Potato And Bacon Chowder
Servings 8-10
INGREDIENTS:
8 bacon strips, diced(can use more)
1 medium onion, chopped
1 large celery rib, diced
6 garlic cloves, minced
1/4 cup all-purpose flour
1/2 teaspoon cayenne pepper (or to taste
4 cups half-and-half cream (or 2 cups half and half and 2 cups 18& table cream)
4 medium potatoes, peeled and cut into about 3/4–inch cubes
2 carrots, peeled and diced
1 (10-3/4 ounce) can condensed cream of potato soup, undiluted
1 (10-3/4 ounce) can condensed cream of celery soup, undiluted (or omit the potato soup and use 2 cans cream of celery soup)
1 tablespoon Worcestershire sauce
1 teaspoon seasoned salt, or to taste
1/2 teaspoon fresh ground black pepper, or to taste
1 (14-3/4 ounce) can cream-style corn
INSTRUCTIONS:——————————————-
In a Dutch oven, cook bacon over medium heat until crisp; remove with a slotted spoon to paper towels (leave the bacon drippings in the pot).
In the drippings, saute onion and celery until tender (about 3-4 minutes).
Add in garlic; cook for 2 minutes.
Add in the flour and cayenne and stir until blended.

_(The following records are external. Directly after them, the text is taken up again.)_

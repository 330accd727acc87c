//! Database access for the recognition service
//!
//! Only the recognition history lives locally; the track catalog is owned by
//! the platform and reached over HTTP.

pub mod history;

pub use history::{HistorySink, SqliteHistoryStore};

use spynners_common::Result;
use sqlx::SqlitePool;
use std::path::Path;

/// Initialize database connection pool
///
/// Creates the parent directory and the database file when missing.
pub async fn init_database_pool(db_path: &Path) -> Result<SqlitePool> {
    if let Some(parent) = db_path.parent() {
        if !parent.as_os_str().is_empty() {
            std::fs::create_dir_all(parent)?;
        }
    }

    let db_url = format!("sqlite://{}?mode=rwc", db_path.display());
    tracing::debug!("Connecting to database: {}", db_url);

    let pool = SqlitePool::connect(&db_url).await?;
    init_tables(&pool).await?;

    Ok(pool)
}

/// Create service tables if they don't exist
pub async fn init_tables(pool: &SqlitePool) -> Result<()> {
    sqlx::query(
        r#"
        CREATE TABLE IF NOT EXISTS recognition_history (
            id TEXT PRIMARY KEY,
            user_id TEXT NOT NULL,
            result TEXT NOT NULL,
            recognized_at TEXT NOT NULL
        )
        "#,
    )
    .execute(pool)
    .await?;

    sqlx::query(
        r#"
        CREATE INDEX IF NOT EXISTS idx_recognition_history_user
            ON recognition_history (user_id, recognized_at)
        "#,
    )
    .execute(pool)
    .await?;

    tracing::info!("Database tables initialized (recognition_history)");

    Ok(())
}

Whisk in the cream over medium heat until smooth and bubbly.
Stir in the potatoes, carrots, condensed soups and Worcestershire sauce until smooth and combined; bring back to a boil and cook and stir for 1 minute.

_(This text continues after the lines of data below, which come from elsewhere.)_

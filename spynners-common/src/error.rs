//! Common error types for SPYNNERS services

use thiserror::Error;

/// Common result type for SPYNNERS operations
pub type Result<T> = std::result::Result<T, Error>;

/// Common error types across SPYNNERS services
#[derive(Error, Debug)]
pub enum Error {
    /// Database operation error (wraps sqlx::Error)
    #[cfg(feature = "sqlx")]
    #[error("Database error: {0}")]
    Database(#[from] sqlx::Error),

    /// I/O operation error (wraps std::io::Error)
    #[error("IO error: {0}")]
    Io(#[from] std::io::Error),

    /// Configuration loading or validation error
    #[error("Configuration error: {0}")]
    Config(String),

    /// Internal server error
    #[error("Internal error: {0}")]
    Internal(String),
}
//! spynners-recognition - audio track recognition service
//!
//! Identifies short audio samples with an external fingerprint service and
//! links them to the SPYNNERS track catalog.

use std::path::PathBuf;
use std::sync::Arc;

use anyhow::{Context, Result};
use clap::Parser;
use tokio::signal;
use tracing::{error, info, warn};
use tracing_subscriber::{layer::SubscriberExt, util::SubscriberInitExt};

use spynners_common::config::{load_toml_config, CONFIG_ENV_VAR};
use spynners_recognition::config::{RecognitionConfig, CONFIG_FILE_NAME};
use spynners_recognition::db::{self, SqliteHistoryStore};
use spynners_recognition::services::{
    AudioTranscoder, CatalogClient, CatalogMatcher, FingerprintClient, RecognitionOrchestrator,
};
use spynners_recognition::AppState;

/// Command-line arguments for spynners-recognition
#[derive(Parser, Debug)]
#[command(name = "spynners-recognition")]
#[command(about = "Audio track recognition service for SPYNNERS")]
#[command(version)]
struct Args {
    /// Path to recognition.toml
    #[arg(short, long, env = CONFIG_ENV_VAR)]
    config: Option<PathBuf>,

    /// Port to listen on (overrides config)
    #[arg(short, long, env = "SPYNNERS_PORT")]
    port: Option<u16>,

    /// SQLite database path (overrides config)
    #[arg(short, long, env = "SPYNNERS_DATABASE")]
    database: Option<PathBuf>,
}

#[tokio::main]
async fn main() -> Result<()> {
    let args = Args::parse();

    let (mut config, config_path) =
        load_toml_config::<RecognitionConfig>(args.config.as_deref(), CONFIG_FILE_NAME)
            .context("Failed to load configuration")?;
    config.apply_env_overrides();
    if let Some(port) = args.port {
        config.server.port = port;
    }
    if let Some(database) = args.database {
        config.database.path = database;
    }

    // Initialize tracing; RUST_LOG wins over the configured level
    let default_filter = config.logging.filter_directive(&[
        "spynners_recognition",
        "spynners_common",
        "tower_http",
    ]);
    tracing_subscriber::registry()
        .with(
            tracing_subscriber::EnvFilter::try_from_default_env()
                .unwrap_or_else(|_| default_filter.into()),
        )
        .with(tracing_subscriber::fmt::layer())
        .init();

    info!("Starting spynners-recognition v{}", env!("CARGO_PKG_VERSION"));
    match &config_path {
        Some(path) => info!("Config file: {}", path.display()),
        None => info!("No config file found, using defaults"),
    }

    let credentials = config.resolve_fingerprint_credentials();
    if credentials.is_none() {
        warn!("Recognition endpoints will answer 503 until fingerprint credentials are set");
    }

    info!("Database: {}", config.database.path.display());
    let pool = db::init_database_pool(&config.database.path)
        .await
        .context("Failed to initialize database")?;
    let history = Arc::new(SqliteHistoryStore::new(pool));

    let transcoder = Arc::new(AudioTranscoder::new(&config.transcoder));
    let fingerprint = Arc::new(
        FingerprintClient::new(&config.fingerprint, credentials)
            .context("Failed to build fingerprint client")?,
    );
    let catalog = Arc::new(
        CatalogClient::new(&config.catalog).context("Failed to build catalog client")?,
    );
    let matcher = Arc::new(CatalogMatcher::new(catalog.clone(), &config.matching));

    let orchestrator = Arc::new(RecognitionOrchestrator::new(
        transcoder.clone(),
        fingerprint,
        matcher,
        catalog,
        history.clone(),
        &config.batch,
    ));

    let state = AppState::new(orchestrator, transcoder, history);
    let app = spynners_recognition::build_router(state, config.server.max_body_bytes);

    let addr = format!("{}:{}", config.server.bind_address, config.server.port);
    let listener = tokio::net::TcpListener::bind(&addr)
        .await
        .with_context(|| format!("Failed to bind to {}", addr))?;
    info!("Listening on http://{}", addr);
    info!("Health check: http://{}/api/health", addr);

    axum::serve(listener, app)
        .with_graceful_shutdown(shutdown_signal())
        .await
        .context("Server error")?;

    info!("Server shutdown complete");
    Ok(())
}

/// Graceful shutdown signal handler
async fn shutdown_signal() {
    let ctrl_c = async {
        if let Err(e) = signal::ctrl_c().await {
            error!("Failed to listen for Ctrl+C: {}", e);
            std::future::pending::<()>().await;
        }
    };

    #[cfg(unix)]
    let terminate = async {
        match signal::unix::signal(signal::unix::SignalKind::terminate()) {
            Ok(mut stream) => {
                stream.recv().await;
            }
            Err(e) => {
                error!("Failed to install SIGTERM handler: {}", e);
                std::future::pending::<()>().await;
            }
        }
    };

    #[cfg(not(unix))]
    let terminate = std::future::pending::<()>();

    tokio::select! {
        _ = ctrl_c => {
            info!("Received Ctrl+C, shutting down");
        },
        _ = terminate => {
            info!("Received terminate signal, shutting down");
        },
    }
}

Reduce heat to low and and simmer partially covered for 30 minutes or until the potatoes and carrots are just fork tender, stirring occasionally (seasoning with seasoned saltand pepper about halfway through cooking).
Stir in the creamed corn and reserved bacon; heat through, then season again with salt and pepper if needed.